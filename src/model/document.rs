//! Document-level types.

use super::{FormulaRecord, ImageRecord, TableRecord, TextResult};
use serde::{Deserialize, Serialize};

/// The normalized result of one extraction call.
///
/// Owned entirely by the caller; the engine keeps nothing after returning it.
#[derive(Debug, Clone, Default, PartialEq, Serialize, Deserialize)]
pub struct UnifiedDocument {
    /// Text, blocks and keywords
    pub text: TextResult,

    /// Tables
    pub tables: Vec<TableRecord>,

    /// Formulas
    pub formulas: Vec<FormulaRecord>,

    /// Images
    pub images: Vec<ImageRecord>,

    /// Handwriting detection (no backend reports it)
    #[serde(rename = "handwritten")]
    pub handwritten_flag: HandwrittenResult,

    /// Performance summary
    #[serde(rename = "performance")]
    pub performance_hint: PerformanceHint,

    /// Processing metadata
    pub metadata: DocumentMetadata,
}

impl UnifiedDocument {
    /// Total number of tables, formulas, images and text blocks.
    pub fn element_count(&self) -> usize {
        self.text.blocks.len() + self.tables.len() + self.formulas.len() + self.images.len()
    }

    /// Content categories present, in fixed order; `[Text]` when none are.
    pub fn content_types(&self) -> Vec<ContentType> {
        let mut types = Vec::new();
        if !self.text.blocks.is_empty() {
            types.push(ContentType::Text);
        }
        if !self.tables.is_empty() {
            types.push(ContentType::Tables);
        }
        if !self.formulas.is_empty() {
            types.push(ContentType::Formulas);
        }
        if !self.images.is_empty() {
            types.push(ContentType::Images);
        }
        if types.is_empty() {
            types.push(ContentType::Text);
        }
        types
    }

    /// Images that carry pixel data.
    pub fn resolved_images(&self) -> impl Iterator<Item = &ImageRecord> {
        self.images.iter().filter(|img| img.has_pixels())
    }
}

/// Handwriting detection result.
#[derive(Debug, Clone, Default, PartialEq, Serialize, Deserialize)]
pub struct HandwrittenResult {
    /// Whether handwriting was detected
    pub detected: bool,
    /// Description of the detected content
    pub text: String,
    /// Detection confidence
    pub confidence: f64,
    /// Handwritten areas
    pub areas: Vec<serde_json::Value>,
}

/// Performance summary reported with the document.
#[derive(Debug, Clone, Copy, Default, PartialEq, Serialize, Deserialize)]
pub struct PerformanceHint {
    /// Recognition accuracy estimate (%)
    pub accuracy: f64,
    /// Processing time in seconds
    pub speed: f64,
    /// Memory usage in MB (0 when not measured)
    pub memory: u64,
}

/// Processing metadata.
#[derive(Debug, Clone, Default, PartialEq, Serialize, Deserialize)]
#[serde(rename_all = "camelCase")]
pub struct DocumentMetadata {
    /// Number of elements considered
    pub total_elements: usize,

    /// Content categories present
    #[serde(rename = "contentTypes")]
    pub content_type_tags: Vec<ContentType>,

    /// Processing time in seconds
    pub processing_time: Option<f64>,

    /// Extraction mode that produced the document
    #[serde(default)]
    pub mode: ExtractionMode,
}

/// Content category tag.
#[derive(Debug, Clone, Copy, PartialEq, Eq, Hash, Serialize, Deserialize)]
#[serde(rename_all = "lowercase")]
pub enum ContentType {
    /// Text blocks
    Text,
    /// Tables
    Tables,
    /// Formulas
    Formulas,
    /// Images
    Images,
}

/// Which extraction path produced a document.
#[derive(Debug, Clone, Copy, Default, PartialEq, Eq, Serialize, Deserialize)]
#[serde(rename_all = "lowercase")]
pub enum ExtractionMode {
    /// Driven by an ordered content-item list
    Structured,
    /// Pattern matching over raw markdown
    #[default]
    Fallback,
}

impl std::fmt::Display for ExtractionMode {
    fn fmt(&self, f: &mut std::fmt::Formatter<'_>) -> std::fmt::Result {
        match self {
            ExtractionMode::Structured => write!(f, "structured"),
            ExtractionMode::Fallback => write!(f, "fallback"),
        }
    }
}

══════════

### REQUIRED WORK
Retype all of the data shown above, word for word.

### ANSWER TO THE EXERCISE
filename src/model/document.rs
//! Document-level types.

use super::{FormulaRecord, ImageRecord, TableRecord, TextResult};
use serde::{Deserialize, Serialize};

/// The normalized result of one extraction call.
///
/// Owned entirely by the caller; the engine keeps nothing after returning it.
#[derive(Debug, Clone, Default, PartialEq, Serialize, Deserialize)]
pub struct UnifiedDocument {
    /// Text, blocks and keywords
    pub text: TextResult,

    /// Tables
    pub tables: Vec<TableRecord>,

    /// Formulas
    pub formulas: Vec<FormulaRecord>,

    /// Images
    pub images: Vec<ImageRecord>,

    /// Handwriting detection (no backend reports it)
    #[serde(rename = "handwritten")]
    pub handwritten_flag: HandwrittenResult,

    /// Performance summary
    #[serde(rename = "performance")]
    pub performance_hint: PerformanceHint,

    /// Processing metadata
    pub metadata: DocumentMetadata,
}

impl UnifiedDocument {
    /// Total number of tables, formulas, images and text blocks.
    pub fn element_count(&self) -> usize {
        self.text.blocks.len() + self.tables.len() + self.formulas.len() + self.images.len()
    }

    /// Content categories present, in fixed order; `[Text]` when none are.
    pub fn content_types(&self) -> Vec<ContentType> {
        let mut types = Vec::new();
        if !self.text.blocks.is_empty() {
            types.push(ContentType::Text);
        }
        if !self.tables.is_empty() {
            types.push(ContentType::Tables);
        }
        if !self.formulas.is_empty() {
            types.push(ContentType::Formulas);
        }
        if !self.images.is_empty() {
            types.push(ContentType::Images);
        }
        if types.is_empty() {
            types.push(ContentType::Text);
        }
        types
    }

    /// Images that carry pixel data.
    pub fn resolved_images(&self) -> impl Iterator<Item = &ImageRecord> {
        self.images.iter().filter(|img| img.has_pixels())
    }
}

/// Handwriting detection result.
#[derive(Debug, Clone, Default, PartialEq, Serialize, Deserialize)]
pub struct HandwrittenResult {
    /// Whether handwriting was detected
    pub detected: bool,
    /// Description of the detected content
    pub text: String,
    /// Detection confidence
    pub confidence: f64,
    /// Handwritten areas
    pub areas: Vec<serde_json::Value>,
}

/// Performance summary reported with the document.
#[derive(Debug, Clone, Copy, Default, PartialEq, Serialize, Deserialize)]
pub struct PerformanceHint {
    /// Recognition accuracy estimate (%)
    pub accuracy: f64,
    /// Processing time in seconds
    pub speed: f64,
    /// Memory usage in MB (0 when not measured)
    pub memory: u64,
}

/// Processing metadata.
#[derive(Debug, Clone, Default, PartialEq, Serialize, Deserialize)]
#[serde(rename_all = "camelCase")]
pub struct DocumentMetadata {
    /// Number of elements considered
    pub total_elements: usize,

    /// Content categories present
    #[serde(rename = "contentTypes")]
    pub content_type_tags: Vec<ContentType>,

    /// Processing time in seconds
    pub processing_time: Option<f64>,

    /// Extraction mode that produced the document
    #[serde(default)]
    pub mode: ExtractionMode,
}

/// Content category tag.
#[derive(Debug, Clone, Copy, PartialEq, Eq, Hash, Serialize, Deserialize)]
#[serde(rename_all = "lowercase")]
pub enum ContentType {
    /// Text blocks
    Text,
    /// Tables
    Tables,
    /// Formulas
    Formulas,
    /// Images
    Images,
}

/// Which extraction path produced a document.
#[derive(Debug, Clone, Copy, Default, PartialEq, Eq, Serialize, Deserialize)]
#[serde(rename_all = "lowercase")]
pub enum ExtractionMode {
    /// Driven by an ordered content-item list
    Structured,
    /// Pattern matching over raw markdown
    #[default]
    Fallback,
}

impl std::fmt::Display for ExtractionMode {
    fn fmt(&self, f: &mut std::fmt::Formatter<'_>) -> std::fmt::Result {
        match self {
            ExtractionMode::Structured => write!(f, "structured"),
            ExtractionMode::Fallback => write!(f, "fallback"),
        }
    }
}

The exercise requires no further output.